Evaluation Metrics. To evaluate the performance of co-saliency detection, we consider three metrics, average precision (AP), F-measure (\(F_{\beta }\)), and structure measure (\(S_{\alpha }\)). AP is computed from the area under the Precision-Recall (PR) curve, which is produced by binarizing saliency maps with every integer threshold in the range of [0, 255]. F-measure denotes the harmonic mean of the precision and recall values obtained by a self-adaptive threshold \(T = \mu + \sigma \), where \(\mu \) and \(\sigma \) are respectively the mean and standard deviation of the saliency map. With the precision and recall values, the F-measure is computed by \({F_{\beta }} = \frac{(1+\beta ^2) \times precision \times recall}{\beta ^2 \times precision+recall}\), where \(\beta ^2 = 0.3\) to emphasize more on recall as suggested in previous work [11, 12, 56]. The structure measure (\(S_{\alpha }\)) [57] is adopted to evaluate the spatial structure similarities of saliency maps based on both region-aware structural similarity \(S_r\) and object-aware structural similarity \(S_o\), defined as \(S_{\alpha } = \alpha * S_r + (1-\alpha ) * S_o\), where \(\alpha = 0.5\) following [57].

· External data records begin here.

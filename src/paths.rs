//! Path utilities for determining where taskminder stores its files.
//!
//! Configuration lives in the platform config directory and the database in
//! the platform data directory, both under a `taskminder/` subdirectory.

use std::path::{Path, PathBuf};

/// The subdirectory name used under the platform directories.
const APP_DIR_NAME: &str = "taskminder";

/// The configuration filename.
pub const CONFIG_FILENAME: &str = "config.yaml";

/// The database filename.
pub const DATABASE_FILENAME: &str = "taskminder.sqlite3";

/// Get the taskminder configuration directory.
///
/// Returns `<config dir>/taskminder/` or `None` if the platform config
/// directory cannot be determined.
#[must_use]
pub fn config_dir() -> Option<PathBuf> {
    dirs::config_dir().map(|dir| dir.join(APP_DIR_NAME))
}

/// Get the taskminder data directory.
///
/// Falls back to `~/.taskminder/` when the platform data directory is unknown.
#[must_use]
pub fn data_dir() -> Option<PathBuf> {
    dirs::data_dir()
        .map(|dir| dir.join(APP_DIR_NAME))
        .or_else(|| dirs::home_dir().map(|home| home.join(format!(".{APP_DIR_NAME}"))))
}

/// Path of the configuration file.
#[must_use]
pub fn config_path() -> Option<PathBuf> {
    config_dir().map(|dir| dir.join(CONFIG_FILENAME))
}

/// Default database path.
#[must_use]
pub fn default_db_path() -> Option<PathBuf> {
    data_dir().map(|dir| dir.join(DATABASE_FILENAME))
}

/// Expand a leading `~/` to the home directory.
#[must_use]
pub fn expand_home(path: &Path) -> PathBuf {
    match (path.strip_prefix("~"), dirs::home_dir()) {
        (Ok(rest), Some(home)) => home.join(rest),
        _ => path.to_path_buf(),
    }
}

4.2 Comparison with State-of-the-Art Methods
To have a thorough comparison with state-of-the-art methods, we divide them into four groups, i.e., the unsupervised saliency [20, 22,23,24,25, 42] and co-saliency [3, 7, 8, 11, 12, 31, 32, 55] detection methods as well as supervised saliency [26, 28,29,30, 47, 58] and co-saliency [13, 17] detection methods. The overall performance statistics are compared in Table 1 and Fig. 3. Please note that all compared supervised single-image saliency detection methods are CNN-based. Among unsupervised single-image saliency methods, SVFSal [42] is CNN-based. When available, we used the publicly released source code with default parameters provided by the authors to reproduce the experimental results. For methods without releasing source code, we either evaluated metrics on their pre-generated co-saliency maps (SP-MIL [11], CoDW [12] and DIM [17]), or directly copied the numbers reported in their papers (UMLBF [13] and MVSRC [55]).

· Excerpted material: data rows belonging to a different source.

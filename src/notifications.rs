//! One-shot local notification scheduling.
//!
//! [`NotificationScheduler`] turns a fire time into a delay, asks the
//! platform for permission once, and registers a single fire event.
//! [`TokioNotifier`] is the in-process platform used by the CLI.

use crate::error::{Error, Result};
use crate::tasks::id::random_suffix;
use crate::traits::{NotificationHandle, NotificationRequest, Notifier, PermissionStatus};
use async_trait::async_trait;
use chrono::{DateTime, Utc};
use std::collections::{HashMap, HashSet};
use std::sync::atomic::{AtomicU64, Ordering};
use std::sync::{Arc, Mutex, PoisonError};
use std::time::Duration;
use tokio::sync::{mpsc, OnceCell};
use tokio::task::JoinHandle;

/// Whole seconds from `now` until `fire_at`.
///
/// Returns `None` when the truncated delay is zero or negative.
#[must_use]
pub fn delay_until(fire_at: DateTime<Utc>, now: DateTime<Utc>) -> Option<Duration> {
    let seconds = (fire_at - now).num_seconds();
    u64::try_from(seconds).ok().filter(|s| *s > 0).map(Duration::from_secs)
}

/// Schedules and cancels one-shot notifications for one session.
pub struct NotificationScheduler {
    notifier: Arc<dyn Notifier>,
    permission: OnceCell<PermissionStatus>,
    cancelled: Mutex<HashSet<NotificationHandle>>,
}

impl std::fmt::Debug for NotificationScheduler {
    fn fmt(&self, f: &mut std::fmt::Formatter<'_>) -> std::fmt::Result {
        f.debug_struct("NotificationScheduler")
            .field("permission", &self.permission.get())
            .finish_non_exhaustive()
    }
}

impl NotificationScheduler {
    /// Create a scheduler on top of a notification platform.
    #[must_use]
    pub fn new(notifier: Arc<dyn Notifier>) -> Self {
        Self { notifier, permission: OnceCell::new(), cancelled: Mutex::new(HashSet::new()) }
    }

    /// Ask for permission the first time and remember the answer.
    ///
    /// # Errors
    ///
    /// Returns [`Error::PermissionDenied`] if the user refused, or the
    /// platform error if the request itself failed.
    pub async fn ensure_permission(&self) -> Result<()> {
        let status = self
            .permission
            .get_or_try_init(|| async {
                let status = self.notifier.request_permission().await?;
                tracing::info!(?status, "notification permission answered");
                Ok::<_, Error>(status)
            })
            .await?;
        match status {
            PermissionStatus::Granted => Ok(()),
            PermissionStatus::Denied => Err(Error::PermissionDenied),
        }
    }

    /// Schedule a notification at `fire_at`.
    ///
    /// Returns `Ok(None)` without touching the platform when `fire_at` is not
    /// at least one whole second in the future.
    ///
    /// # Errors
    ///
    /// Returns [`Error::PermissionDenied`] or [`Error::Scheduling`] when the
    /// platform refuses.
    pub async fn schedule(
        &self,
        title: &str,
        body: &str,
        fire_at: DateTime<Utc>,
    ) -> Result<Option<NotificationHandle>> {
        self.schedule_from(title, body, fire_at, Utc::now()).await
    }

    /// Like [`NotificationScheduler::schedule`] with an explicit current time.
    ///
    /// # Errors
    ///
    /// Same as [`NotificationScheduler::schedule`].
    #[tracing::instrument(skip(self, body))]
    pub async fn schedule_from(
        &self,
        title: &str,
        body: &str,
        fire_at: DateTime<Utc>,
        now: DateTime<Utc>,
    ) -> Result<Option<NotificationHandle>> {
        let Some(delay) = delay_until(fire_at, now) else {
            tracing::debug!("fire time is not in the future, nothing scheduled");
            return Ok(None);
        };

        self.ensure_permission().await?;

        let request =
            NotificationRequest { title: title.to_string(), body: body.to_string(), delay };
        let handle = self.notifier.schedule_once(request).await?;
        // A platform may reuse an identifier once it has been cancelled.
        self.cancelled.lock().unwrap_or_else(PoisonError::into_inner).remove(&handle);
        tracing::info!(%handle, delay_secs = delay.as_secs(), "notification scheduled");
        Ok(Some(handle))
    }

    /// Cancel a notification. `None` and repeated cancels are no-ops.
    ///
    /// # Errors
    ///
    /// Returns the platform error if cancellation failed; the handle may then
    /// be cancelled again.
    pub async fn cancel(&self, handle: Option<&NotificationHandle>) -> Result<()> {
        let Some(handle) = handle else {
            return Ok(());
        };

        let first_time = self
            .cancelled
            .lock()
            .unwrap_or_else(PoisonError::into_inner)
            .insert(handle.clone());
        if !first_time {
            tracing::debug!(%handle, "already cancelled");
            return Ok(());
        }

        if let Err(e) = self.notifier.cancel(handle).await {
            self.cancelled.lock().unwrap_or_else(PoisonError::into_inner).remove(handle);
            return Err(e);
        }
        tracing::info!(%handle, "notification cancelled");
        Ok(())
    }

    /// Cancel a handle stored on a document.
    ///
    /// # Errors
    ///
    /// Same as [`NotificationScheduler::cancel`].
    pub async fn cancel_stored(&self, handle: Option<&str>) -> Result<()> {
        let handle = handle.map(NotificationHandle::new);
        self.cancel(handle.as_ref()).await
    }
}

/// A notification that reached its fire time.
#[derive(Debug, Clone, PartialEq, Eq)]
pub struct DeliveredNotification {
    /// Handle it was scheduled under.
    pub handle: NotificationHandle,
    /// Notification title.
    pub title: String,
    /// Notification body.
    pub body: String,
}

type PendingTimers = Arc<Mutex<HashMap<NotificationHandle, JoinHandle<()>>>>;

/// In-process notifier backed by tokio timers.
///
/// Handles look like `local-<run>-<n>`, where `<run>` is random per
/// notifier, so handles stored by an earlier process never name a timer of
/// this one. Fired notifications are sent to the receiver returned by
/// [`TokioNotifier::new`]. Pending timers are lost when the process exits.
#[derive(Debug)]
pub struct TokioNotifier {
    run: String,
    next_id: AtomicU64,
    pending: PendingTimers,
    delivered: mpsc::UnboundedSender<DeliveredNotification>,
}

impl TokioNotifier {
    /// Create a notifier and the receiver of fired notifications.
    #[must_use]
    pub fn new() -> (Self, mpsc::UnboundedReceiver<DeliveredNotification>) {
        let (tx, rx) = mpsc::unbounded_channel();
        let notifier = Self {
            run: random_suffix(),
            next_id: AtomicU64::new(1),
            pending: Arc::default(),
            delivered: tx,
        };
        (notifier, rx)
    }

    /// Number of notifications waiting to fire.
    #[must_use]
    pub fn pending_count(&self) -> usize {
        self.pending.lock().unwrap_or_else(PoisonError::into_inner).len()
    }
}

impl Drop for TokioNotifier {
    fn drop(&mut self) {
        let mut pending = self.pending.lock().unwrap_or_else(PoisonError::into_inner);
        for (_, timer) in pending.drain() {
            timer.abort();
        }
    }
}

#[async_trait]
impl Notifier for TokioNotifier {
    async fn request_permission(&self) -> Result<PermissionStatus> {
        Ok(PermissionStatus::Granted)
    }

    async fn schedule_once(&self, request: NotificationRequest) -> Result<NotificationHandle> {
        let id = self.next_id.fetch_add(1, Ordering::Relaxed);
        let handle = NotificationHandle::new(format!("local-{}-{id}", self.run));

        let mut pending = self.pending.lock().unwrap_or_else(PoisonError::into_inner);
        let timers = Arc::clone(&self.pending);
        let delivered = self.delivered.clone();
        let fired = handle.clone();
        let timer = tokio::spawn(async move {
            tokio::time::sleep(request.delay).await;
            timers.lock().unwrap_or_else(PoisonError::into_inner).remove(&fired);
            tracing::info!(handle = %fired, title = %request.title, "notification fired");
            let _ = delivered.send(DeliveredNotification {
                handle: fired,
                title: request.title,
                body: request.body,
            });
        });
        pending.insert(handle.clone(), timer);
        drop(pending);

        Ok(handle)
    }

    async fn cancel(&self, handle: &NotificationHandle) -> Result<()> {
        let timer = self.pending.lock().unwrap_or_else(PoisonError::into_inner).remove(handle);
        if let Some(timer) = timer {
            timer.abort();
        }
        Ok(())
    }
}

#[cfg(test)]
mod tests {
    use super::*;
    use crate::testing::{FailingNotifier, MockNotifier};
    use chrono::{Duration as ChronoDuration, TimeZone};

    fn at(secs: i64) -> DateTime<Utc> {
        Utc.timestamp_opt(1_700_000_000 + secs, 0).unwrap()
    }

    #[test]
    fn test_delay_truncates_to_whole_seconds() {
        let now = at(0);
        assert_eq!(delay_until(at(90), now), Some(Duration::from_secs(90)));
        assert_eq!(delay_until(now + ChronoDuration::milliseconds(1500), now), Some(Duration::from_secs(1)));
        assert_eq!(delay_until(now + ChronoDuration::milliseconds(999), now), None);
        assert_eq!(delay_until(now, now), None);
        assert_eq!(delay_until(at(-60), now), None);
    }

    #[tokio::test]
    async fn test_schedule_future_registers_one_event() {
        let notifier = Arc::new(MockNotifier::new());
        let scheduler = NotificationScheduler::new(notifier.clone());

        let handle = scheduler.schedule_from("Task reminder", "Buy milk", at(3600), at(0)).await.unwrap();

        assert!(handle.is_some());
        let scheduled = notifier.scheduled();
        assert_eq!(scheduled.len(), 1);
        assert_eq!(scheduled[0].delay, Duration::from_secs(3600));
        assert_eq!(scheduled[0].body, "Buy milk");
    }

    #[tokio::test]
    async fn test_schedule_past_returns_none_without_platform_call() {
        let notifier = Arc::new(MockNotifier::new());
        let scheduler = NotificationScheduler::new(notifier.clone());

        let handle = scheduler.schedule_from("t", "b", at(-60), at(0)).await.unwrap();

        assert!(handle.is_none());
        assert!(notifier.scheduled().is_empty());
        assert_eq!(notifier.permission_requests(), 0);
    }

    #[tokio::test]
    async fn test_permission_requested_once() {
        let notifier = Arc::new(MockNotifier::new());
        let scheduler = NotificationScheduler::new(notifier.clone());

        scheduler.schedule_from("a", "b", at(60), at(0)).await.unwrap();
        scheduler.schedule_from("c", "d", at(120), at(0)).await.unwrap();

        assert_eq!(notifier.permission_requests(), 1);
    }

    #[tokio::test]
    async fn test_denied_permission_is_remembered() {
        let notifier = Arc::new(FailingNotifier::permission_denied());
        let scheduler = NotificationScheduler::new(notifier.clone());

        let first = scheduler.schedule_from("a", "b", at(60), at(0)).await;
        let second = scheduler.schedule_from("a", "b", at(60), at(0)).await;

        assert!(matches!(first, Err(Error::PermissionDenied)));
        assert!(matches!(second, Err(Error::PermissionDenied)));
        assert_eq!(notifier.permission_requests(), 1);
    }

    #[tokio::test]
    async fn test_platform_error_is_scheduling_error() {
        let scheduler = NotificationScheduler::new(Arc::new(FailingNotifier::platform_error()));
        let result = scheduler.schedule_from("a", "b", at(60), at(0)).await;
        assert!(matches!(result, Err(Error::Scheduling(_))));
    }

    #[tokio::test]
    async fn test_cancel_none_and_twice_are_noops() {
        let notifier = Arc::new(MockNotifier::new());
        let scheduler = NotificationScheduler::new(notifier.clone());
        let handle = scheduler.schedule_from("a", "b", at(60), at(0)).await.unwrap();

        scheduler.cancel(None).await.unwrap();
        scheduler.cancel(handle.as_ref()).await.unwrap();
        scheduler.cancel(handle.as_ref()).await.unwrap();

        assert_eq!(notifier.cancelled().len(), 1);
        assert!(notifier.live_handles().is_empty());
    }

    #[tokio::test]
    async fn test_failed_cancel_can_be_retried() {
        let notifier = Arc::new(MockNotifier::new());
        let scheduler = NotificationScheduler::new(notifier.clone());
        let handle = scheduler.schedule_from("a", "b", at(60), at(0)).await.unwrap();

        notifier.fail_next_cancel();
        assert!(scheduler.cancel(handle.as_ref()).await.is_err());
        scheduler.cancel(handle.as_ref()).await.unwrap();

        assert!(notifier.live_handles().is_empty());
    }

    #[tokio::test]
    async fn test_recycled_handle_is_cancelled_again() {
        let notifier = Arc::new(MockNotifier::new());
        let scheduler = NotificationScheduler::new(notifier.clone());

        let first = scheduler.schedule_from("a", "b", at(60), at(0)).await.unwrap();
        scheduler.cancel(first.as_ref()).await.unwrap();
        notifier.restart_ids();
        let second = scheduler.schedule_from("c", "d", at(60), at(0)).await.unwrap();
        assert_eq!(first, second);

        scheduler.cancel(second.as_ref()).await.unwrap();

        assert_eq!(notifier.cancelled().len(), 2);
        assert!(notifier.live_handles().is_empty());
    }

    #[tokio::test(start_paused = true)]
    async fn test_tokio_notifier_fires_once() {
        let (notifier, mut fired) = TokioNotifier::new();
        let request = NotificationRequest {
            title: "Task reminder".into(),
            body: "Buy milk".into(),
            delay: Duration::from_secs(30),
        };
        let handle = notifier.schedule_once(request).await.unwrap();
        assert_eq!(notifier.pending_count(), 1);

        tokio::time::sleep(Duration::from_secs(31)).await;

        let delivered = fired.recv().await.unwrap();
        assert_eq!(delivered.handle, handle);
        assert_eq!(delivered.body, "Buy milk");
        assert_eq!(notifier.pending_count(), 0);
        assert!(fired.try_recv().is_err());
    }

    #[tokio::test(start_paused = true)]
    async fn test_tokio_notifier_cancel_prevents_delivery() {
        let (notifier, mut fired) = TokioNotifier::new();
        let request =
            NotificationRequest { title: "t".into(), body: "b".into(), delay: Duration::from_secs(5) };
        let handle = notifier.schedule_once(request).await.unwrap();

        notifier.cancel(&handle).await.unwrap();
        notifier.cancel(&handle).await.unwrap();
        tokio::time::sleep(Duration::from_secs(10)).await;

        assert_eq!(notifier.pending_count(), 0);
        assert!(fired.try_recv().is_err());
    }

    #[tokio::test]
    async fn test_tokio_notifier_handles_are_unique() {
        let (notifier, _fired) = TokioNotifier::new();
        let make = || NotificationRequest {
            title: "t".into(),
            body: "b".into(),
            delay: Duration::from_secs(60),
        };
        let a = notifier.schedule_once(make()).await.unwrap();
        let b = notifier.schedule_once(make()).await.unwrap();
        assert_ne!(a, b);
        assert!(a.as_str().starts_with("local-"));
    }

    #[tokio::test]
    async fn test_tokio_notifier_handles_differ_between_instances() {
        let (earlier, _a) = TokioNotifier::new();
        let (later, _b) = TokioNotifier::new();
        let make = || NotificationRequest {
            title: "t".into(),
            body: "b".into(),
            delay: Duration::from_secs(60),
        };

        let old = earlier.schedule_once(make()).await.unwrap();
        let new = later.schedule_once(make()).await.unwrap();
        assert_ne!(old, new);

        // Cancelling a handle from another instance leaves this one's timer alone.
        later.cancel(&old).await.unwrap();
        assert_eq!(later.pending_count(), 1);
    }
}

From Table 1, our method outperforms all methods with the same unsupervised co-saliency detection setting by a significant margin. Most approaches of this category take feature extraction and co-salient object detection as separating steps. Our approach excels them by performing these steps simultaneously and adopting CNN models. Comparing with the group of the supervised co-saliency method, UMLBF [13] and DIM [17], our method yields comparable or even slightly better performance without expensive object annotations. Although both with the unsupervised setting, by taking advantage of additional information within an image set, our method clearly outperforms the group of unsupervised single-image saliency detection methods. It’s worth mentioning that our method also outperforms the unsupervised CNN-based single-saliency method, SVFSal [42] that requires saliency proposal fusion for generating high-quality pseudo ground-truth as training data. In general, the supervised CNN-based single-image saliency methods perform the best among four groups of methods as they better utilize the object annotations. Even so, our method still outperforms many of the methods in this group by exploiting cross-image referencing and adaptive feature learning. From the PR curves in Fig. 3, the proposed method outperforms the state-of-the-arts by a large margin.
Figure 4 shows example saliency maps produced by our method and some state-of-the-art methods, including unsupervised co-saliency detection methods (CSSCF [3], CoDW [12]), unsupervised single-image saliency methods (MILP [25] and SVFSal [42]), and supervised CNN-based methods (UCF [29] and Amulet [30]). Without referring to other images in the given image set, single-image saliency methods could detect the visually salient objects that do not repetitively appear in other images, such as the orange and the apple in the second image of the banana set or the woman in the first image of the babycrib set. Co-saliency detection methods perform better in this regard. The competing co-saliency methods, CSSCF [3] and CoDW [12], cannot perform well for images with low figure-ground discrepancies or highly-textured backgrounds, such as the second and third images of the babycrib set or the first and second images of the bird set. The major drawback of their approaches is to treat feature extraction as a separate step. Thus, they cannot find the most discriminative features across images. Our method addresses the problem by performing adaptive feature learning and co-saliency detection jointly.
4.3 Ablation Studies
We have performed ablation studies to investigate the contributions of individual components, \(g_c\), \(g_s\), \(g_e\) and DenseCRFs. Figure 5 reports the results with different metrics. \(+\)D denotes the results refined by DenseCRFs. For both AP and \(F_{\beta }\), the integration of \(g_c\) and \(g_s\) outperforms either alone. It is not the case for \(S_{\alpha }\) measuring the structure of the detected objects. It will be explained later. Both self-paced learning and DenseCRFs further improve the results.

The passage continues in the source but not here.